• **Work order**
What is needed here is an exact repetition of the records below, beginning at the line that has "type Output = Size<<T as Mul>::Output>;" and stopping after the line that has "pub fn contains(&self, point: Pos<i32>)".

• **Records excerpted from a collection**
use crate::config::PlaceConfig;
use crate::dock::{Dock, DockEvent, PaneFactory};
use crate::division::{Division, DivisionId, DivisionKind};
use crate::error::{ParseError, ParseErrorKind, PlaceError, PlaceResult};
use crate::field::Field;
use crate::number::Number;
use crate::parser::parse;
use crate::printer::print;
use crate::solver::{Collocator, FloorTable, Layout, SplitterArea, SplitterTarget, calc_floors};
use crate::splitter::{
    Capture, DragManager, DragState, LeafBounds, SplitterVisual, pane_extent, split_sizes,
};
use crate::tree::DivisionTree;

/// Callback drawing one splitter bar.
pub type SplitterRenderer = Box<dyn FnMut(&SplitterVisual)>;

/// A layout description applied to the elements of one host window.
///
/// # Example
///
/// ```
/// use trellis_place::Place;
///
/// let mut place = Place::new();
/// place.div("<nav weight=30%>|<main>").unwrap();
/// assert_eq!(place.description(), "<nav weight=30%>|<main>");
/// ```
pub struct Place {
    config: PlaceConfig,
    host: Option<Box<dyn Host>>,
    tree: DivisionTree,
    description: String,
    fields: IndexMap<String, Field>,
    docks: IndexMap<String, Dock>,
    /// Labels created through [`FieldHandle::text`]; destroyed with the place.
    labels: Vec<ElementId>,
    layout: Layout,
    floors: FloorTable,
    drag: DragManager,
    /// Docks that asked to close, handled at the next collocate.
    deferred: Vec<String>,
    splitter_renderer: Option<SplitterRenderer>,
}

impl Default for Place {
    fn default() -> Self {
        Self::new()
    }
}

==

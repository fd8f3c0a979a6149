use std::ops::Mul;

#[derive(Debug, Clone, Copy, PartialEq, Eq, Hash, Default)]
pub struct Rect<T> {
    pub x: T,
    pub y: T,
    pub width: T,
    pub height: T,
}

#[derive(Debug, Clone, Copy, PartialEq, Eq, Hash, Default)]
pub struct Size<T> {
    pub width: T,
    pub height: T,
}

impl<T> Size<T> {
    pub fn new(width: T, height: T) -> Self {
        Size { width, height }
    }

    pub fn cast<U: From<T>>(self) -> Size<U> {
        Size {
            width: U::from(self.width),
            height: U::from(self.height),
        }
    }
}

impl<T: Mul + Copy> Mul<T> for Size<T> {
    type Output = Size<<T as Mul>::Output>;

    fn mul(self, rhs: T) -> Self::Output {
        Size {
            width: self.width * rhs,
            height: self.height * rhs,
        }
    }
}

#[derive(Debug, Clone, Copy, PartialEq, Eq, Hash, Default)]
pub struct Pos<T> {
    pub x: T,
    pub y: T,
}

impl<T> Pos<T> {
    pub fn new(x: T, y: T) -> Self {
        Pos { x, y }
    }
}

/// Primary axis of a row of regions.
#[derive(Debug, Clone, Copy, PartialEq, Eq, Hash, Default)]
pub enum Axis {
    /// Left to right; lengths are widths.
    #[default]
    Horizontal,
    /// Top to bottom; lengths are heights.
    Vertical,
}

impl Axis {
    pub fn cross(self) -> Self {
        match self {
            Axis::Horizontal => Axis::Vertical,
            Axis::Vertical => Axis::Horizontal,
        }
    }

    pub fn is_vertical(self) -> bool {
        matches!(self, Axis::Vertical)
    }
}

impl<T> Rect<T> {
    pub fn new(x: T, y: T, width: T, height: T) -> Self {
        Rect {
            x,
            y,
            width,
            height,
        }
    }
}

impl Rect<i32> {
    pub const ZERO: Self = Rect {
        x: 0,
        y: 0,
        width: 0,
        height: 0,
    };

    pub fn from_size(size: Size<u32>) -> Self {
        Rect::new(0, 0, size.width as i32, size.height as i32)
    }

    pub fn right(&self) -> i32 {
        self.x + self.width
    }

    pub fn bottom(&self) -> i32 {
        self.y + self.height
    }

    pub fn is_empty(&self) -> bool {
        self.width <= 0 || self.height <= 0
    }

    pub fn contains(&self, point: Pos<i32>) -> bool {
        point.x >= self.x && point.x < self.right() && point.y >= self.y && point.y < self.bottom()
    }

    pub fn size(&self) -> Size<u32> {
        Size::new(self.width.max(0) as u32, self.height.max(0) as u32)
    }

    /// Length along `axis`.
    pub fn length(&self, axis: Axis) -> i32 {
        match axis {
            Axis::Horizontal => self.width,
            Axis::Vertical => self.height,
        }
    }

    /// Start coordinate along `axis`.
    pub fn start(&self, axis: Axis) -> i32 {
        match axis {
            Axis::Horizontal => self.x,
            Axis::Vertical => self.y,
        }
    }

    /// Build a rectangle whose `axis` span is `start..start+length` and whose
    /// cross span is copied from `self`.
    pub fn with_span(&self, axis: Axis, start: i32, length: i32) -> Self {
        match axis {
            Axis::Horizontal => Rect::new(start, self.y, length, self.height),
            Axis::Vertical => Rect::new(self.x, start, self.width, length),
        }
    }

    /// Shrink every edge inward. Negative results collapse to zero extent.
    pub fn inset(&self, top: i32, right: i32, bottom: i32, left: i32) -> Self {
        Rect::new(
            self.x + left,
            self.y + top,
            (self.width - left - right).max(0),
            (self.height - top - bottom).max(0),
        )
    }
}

• **Completed exercise**
    type Output = Size<<T as Mul>::Output>;

    fn mul(self, rhs: T) -> Self::Output {
        Size {
            width: self.width * rhs,
            height: self.height * rhs,
        }
    }
}

#[derive(Debug, Clone, Copy, PartialEq, Eq, Hash, Default)]
pub struct Pos<T> {
    pub x: T,
    pub y: T,
}

impl<T> Pos<T> {
    pub fn new(x: T, y: T) -> Self {
        Pos { x, y }
    }
}

/// Primary axis of a row of regions.
#[derive(Debug, Clone, Copy, PartialEq, Eq, Hash, Default)]
pub enum Axis {
    /// Left to right; lengths are widths.
    #[default]
    Horizontal,
    /// Top to bottom; lengths are heights.
    Vertical,
}

impl Axis {
    pub fn cross(self) -> Self {
        match self {
            Axis::Horizontal => Axis::Vertical,
            Axis::Vertical => Axis::Horizontal,
        }
    }

    pub fn is_vertical(self) -> bool {
        matches!(self, Axis::Vertical)
    }
}

impl<T> Rect<T> {
    pub fn new(x: T, y: T, width: T, height: T) -> Self {
        Rect {
            x,
            y,
            width,
            height,
        }
    }
}

impl Rect<i32> {
    pub const ZERO: Self = Rect {
        x: 0,
        y: 0,
        width: 0,
        height: 0,
    };

    pub fn from_size(size: Size<u32>) -> Self {
        Rect::new(0, 0, size.width as i32, size.height as i32)
    }

    pub fn right(&self) -> i32 {
        self.x + self.width
    }

    pub fn bottom(&self) -> i32 {
        self.y + self.height
    }

    pub fn is_empty(&self) -> bool {
        self.width <= 0 || self.height <= 0
    }

    pub fn contains(&self, point: Pos<i32>) -> bool {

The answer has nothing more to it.